Statistical modeling of extracellular vesicle cargo to predict clinical trial outcomes for hypoplastic left heart syndrome

iScience. 2023 Sep 21;26(10):107980. doi: 10.1016/j.isci.2023.107980. eCollection 2023 Oct 20.

Abstract

Cardiac-derived c-kit+ progenitor cells (CPCs) are under investigation in the CHILD phase I clinical trial (NCT03406884) for the treatment of hypoplastic left heart syndrome (HLHS). The therapeutic efficacy of CPCs can be attributed to the release of extracellular vesicles (EVs). To understand sources of cell therapy variability we took a machine learning approach: combining bulk CPC-derived EV (CPC-EV) RNA sequencing and cardiac-relevant in vitro experiments to build a predictive model. We isolated CPCs from cardiac biopsies of patients with congenital heart disease (n = 29) and the lead-in patients with HLHS in the CHILD trial (n = 5).
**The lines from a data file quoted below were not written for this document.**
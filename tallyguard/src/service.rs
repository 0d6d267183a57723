use crate::*;
use std::sync::atomic::{AtomicU64, Ordering};
use std::sync::MutexGuard;
use std::time::{SystemTime, UNIX_EPOCH};
use uuid::Uuid;

/// The authenticated identity behind a request, as established by the transport layer.
#[derive(Debug, Clone, PartialEq, Eq)]
pub struct Caller {
    pub identity: String,
}

impl Caller {
    pub fn new<S: Into<String>>(identity: S) -> Self {
        Caller {
            identity: identity.into(),
        }
    }
}

/// Seconds since the Unix epoch.
pub trait Clock: Send + Sync {
    fn now(&self) -> u64;
}

#[derive(Debug, Default, Clone, Copy)]
pub struct SystemClock;

impl Clock for SystemClock {
    fn now(&self) -> u64 {
        SystemTime::now()
            .duration_since(UNIX_EPOCH)
            .map(|d| d.as_secs())
            .unwrap_or(0)
    }
}

/// A clock that only moves when told to.
#[derive(Debug, Default)]
pub struct ManualClock(AtomicU64);

impl ManualClock {
    pub fn new(now: u64) -> Self {
        ManualClock(AtomicU64::new(now))
    }

    pub fn set(&self, now: u64) {
        self.0.store(now, Ordering::SeqCst);
    }

    pub fn advance(&self, seconds: u64) {
        self.0.fetch_add(seconds, Ordering::SeqCst);
    }
}

impl Clock for ManualClock {
    fn now(&self) -> u64 {
        self.0.load(Ordering::SeqCst)
    }
}

#[derive(Debug, Clone)]
pub struct ServiceConfig {
    pub group: Group,
    /// Largest count the decryptor will search for.
    pub dlog_cap: u64,
}

impl Default for ServiceConfig {
    fn default() -> Self {
        ServiceConfig {
            group: Group::standard(),
            dlog_cap: DEFAULT_DLOG_CAP,
        }
    }
}

/// Entry points for every election operation.
///
/// Requests are stateless; each one locks the election it touches for its whole duration.
/// Operations that voting closure affects check the closing time first.
pub struct ElectionService<S: Store = MemStore, C: Clock = SystemClock> {
    store: S,
    clock: C,
    group: Group,
    dlog: DiscreteLog,
}

impl<S: Store, C: Clock> ElectionService<S, C> {
    pub fn new(config: ServiceConfig, store: S, clock: C) -> Self {
        let dlog = DiscreteLog::new(&config.group, config.dlog_cap);
        ElectionService {
            store,
            clock,
            group: config.group,
            dlog,
        }
    }

    pub fn group(&self) -> &Group {
        &self.group
    }

    pub fn clock(&self) -> &C {
        &self.clock
    }

    fn lifecycle(&self) -> Lifecycle {
        Lifecycle::new(&self.group, &self.dlog)
    }

    fn with_election<T, F>(&self, id: Uuid, f: F) -> Result<T, Error>
    where
        F: FnOnce(&mut ElectionState) -> Result<T, Error>,
    {
        let shared = self.store.get_election(id)?;
        // A panic mid-request never commits a half-applied transition
        let mut state: MutexGuard<ElectionState> =
            shared.lock().unwrap_or_else(|e| e.into_inner());
        f(&mut state)
    }

    fn require_authority(state: &ElectionState, caller: &Caller) -> Result<(), Error> {
        if state.election.authority != caller.identity {
            return Err(Error::Unauthorized(caller.identity.clone()));
        }
        Ok(())
    }

    pub fn create_election(&self, caller: &Caller, setup: ElectionSetup) -> Result<Uuid, Error> {
        if setup.authority != caller.identity {
            return Err(Error::Unauthorized(caller.identity.clone()));
        }
        let state = ElectionState::new(&self.group, setup)?;
        let id = state.id();
        tracing::info!(
            election = %id,
            trustees = state.election.trustee_count,
            threshold = state.election.threshold,
            automated = state.automated.is_some(),
            "election created"
        );
        self.store.insert(state);
        Ok(id)
    }

    /// Request a phase transition. Only the election authority may.
    pub fn transition(&self, caller: &Caller, id: Uuid, target: Phase) -> Result<Phase, Error> {
        let now = self.clock.now();
        self.with_election(id, |state| {
            Self::require_authority(state, caller)?;
            self.lifecycle().test_and_set(state, target, now)?;
            Ok(state.phase())
        })
    }

    /// Close voting if its end time has passed.
    pub fn observe_closing(&self, id: Uuid) -> Result<bool, Error> {
        let now = self.clock.now();
        self.with_election(id, |state| self.lifecycle().observe_closing(state, now))
    }

    pub fn submit_aux_key(
        &self,
        caller: &Caller,
        id: Uuid,
        key: AuxPublicKey,
    ) -> Result<u32, Error> {
        self.with_election(id, |state| {
            let index = state.trustee_for(&caller.identity)?;
            state.accept_aux_key(index, key)?;
            Ok(index)
        })
    }

    pub fn key_ceremony_request(
        &self,
        caller: &Caller,
        id: Uuid,
    ) -> Result<KeyCeremonyRequest, Error> {
        self.with_election(id, |state| {
            let index = state.trustee_for(&caller.identity)?;
            state.key_ceremony_request(index)
        })
    }

    pub fn submit_key_ceremony(
        &self,
        caller: &Caller,
        id: Uuid,
        submission: KeyCeremonySubmission,
    ) -> Result<(), Error> {
        self.with_election(id, |state| {
            Self::require_trustee(state, caller, submission.trustee_index)?;
            state.accept_key_ceremony(&self.group, submission)
        })
    }

    pub fn backup_delivery(&self, caller: &Caller, id: Uuid) -> Result<BackupDelivery, Error> {
        self.with_election(id, |state| {
            let index = state.trustee_for(&caller.identity)?;
            state.backup_delivery(index)
        })
    }

    /// Verify and chain a ballot. It is stored spoiled until the voter confirms it.
    pub fn submit_ballot(
        &self,
        caller: &Caller,
        id: Uuid,
        submission: BallotSubmission,
    ) -> Result<BallotReceipt, Error> {
        let now = self.clock.now();
        self.with_election(id, |state| {
            self.lifecycle().observe_closing(state, now)?;
            state.accept_ballot(&self.group, &caller.identity, submission, now)
        })
    }

    /// Cast the ballot a voter was given `tracking_code` for.
    pub fn confirm_ballot(
        &self,
        caller: &Caller,
        id: Uuid,
        tracking_code: &TrackingCode,
    ) -> Result<(), Error> {
        let now = self.clock.now();
        self.with_election(id, |state| {
            self.lifecycle().observe_closing(state, now)?;
            state.confirm_ballot(&caller.identity, tracking_code)
        })
    }

    pub fn decryption_request(
        &self,
        caller: &Caller,
        id: Uuid,
    ) -> Result<DecryptionRequest, Error> {
        let now = self.clock.now();
        self.with_election(id, |state| {
            self.lifecycle().observe_closing(state, now)?;
            let index = state.trustee_for(&caller.identity)?;
            state.decryption_request(index)
        })
    }

    pub fn submit_partial_decryption(
        &self,
        caller: &Caller,
        id: Uuid,
        submission: DecryptionSubmission,
    ) -> Result<(), Error> {
        let now = self.clock.now();
        self.with_election(id, |state| {
            self.lifecycle().observe_closing(state, now)?;
            Self::require_trustee(state, caller, submission.trustee_index)?;
            state.accept_partial_decryption(&self.group, submission)
        })
    }

    pub fn compensation_request(
        &self,
        caller: &Caller,
        id: Uuid,
    ) -> Result<CompensationRequest, Error> {
        self.with_election(id, |state| {
            let index = state.trustee_for(&caller.identity)?;
            state.compensation_request(index)
        })
    }

    pub fn submit_compensation(
        &self,
        caller: &Caller,
        id: Uuid,
        submission: CompensationSubmission,
    ) -> Result<(), Error> {
        self.with_election(id, |state| {
            Self::require_trustee(state, caller, submission.trustee_index)?;
            state.accept_compensation(&self.group, submission)
        })
    }

    /// The public election record. Never changes the phase.
    pub fn election(&self, id: Uuid) -> Result<Election, Error> {
        self.with_election(id, |state| Ok(state.election.clone()))
    }

    pub fn result(&self, id: Uuid) -> Result<ElectionResult, Error> {
        self.with_election(id, |state| {
            state.require_phase(Phase::Done)?;
            state
                .result
                .clone()
                .ok_or_else(|| Error::MissingShare("election result".into()))
        })
    }

    pub fn tracking_log(&self, id: Uuid) -> Result<TrackingLog, Error> {
        self.with_election(id, |state| state.tracking_log())
    }

    fn require_trustee(state: &ElectionState, caller: &Caller, index: u32) -> Result<(), Error> {
        if state.trustee_for(&caller.identity)? != index {
            return Err(Error::Unauthorized(caller.identity.clone()));
        }
        Ok(())
    }
}

#[cfg(test)]
mod tests {
    use super::*;

    #[test]
    fn test_manual_clock() {
        let clock = ManualClock::new(10);
        clock.advance(5);
        assert_eq!(clock.now(), 15);
        clock.set(3);
        assert_eq!(clock.now(), 3);
    }

    #[test]
    fn test_unknown_election() {
        let service = ElectionService::new(
            ServiceConfig {
                group: Group::reduced(),
                dlog_cap: 10,
            },
            MemStore::new(),
            ManualClock::new(0),
        );
        let err = service.election(Uuid::new_v4()).unwrap_err();
        assert_eq!(err.kind(), ErrorKind::NotFound);
    }
}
We sequenced CPC-EVs, and measured EV inflammatory, fibrotic, angiogeneic, and migratory responses. Overall, CPC-EV RNAs involved in pro-reparative outcomes had a significant fit to cardiac development and signaling pathways. Using a model trained on previously collected CPC-EVs, we predicted in vitro outcomes for the CHILD clinical samples. Finally, CPC-EV angiogenic performance correlated to clinical improvements in right ventricle performance.

Keywords: Drug delivery system; Medicine; Statistical physics.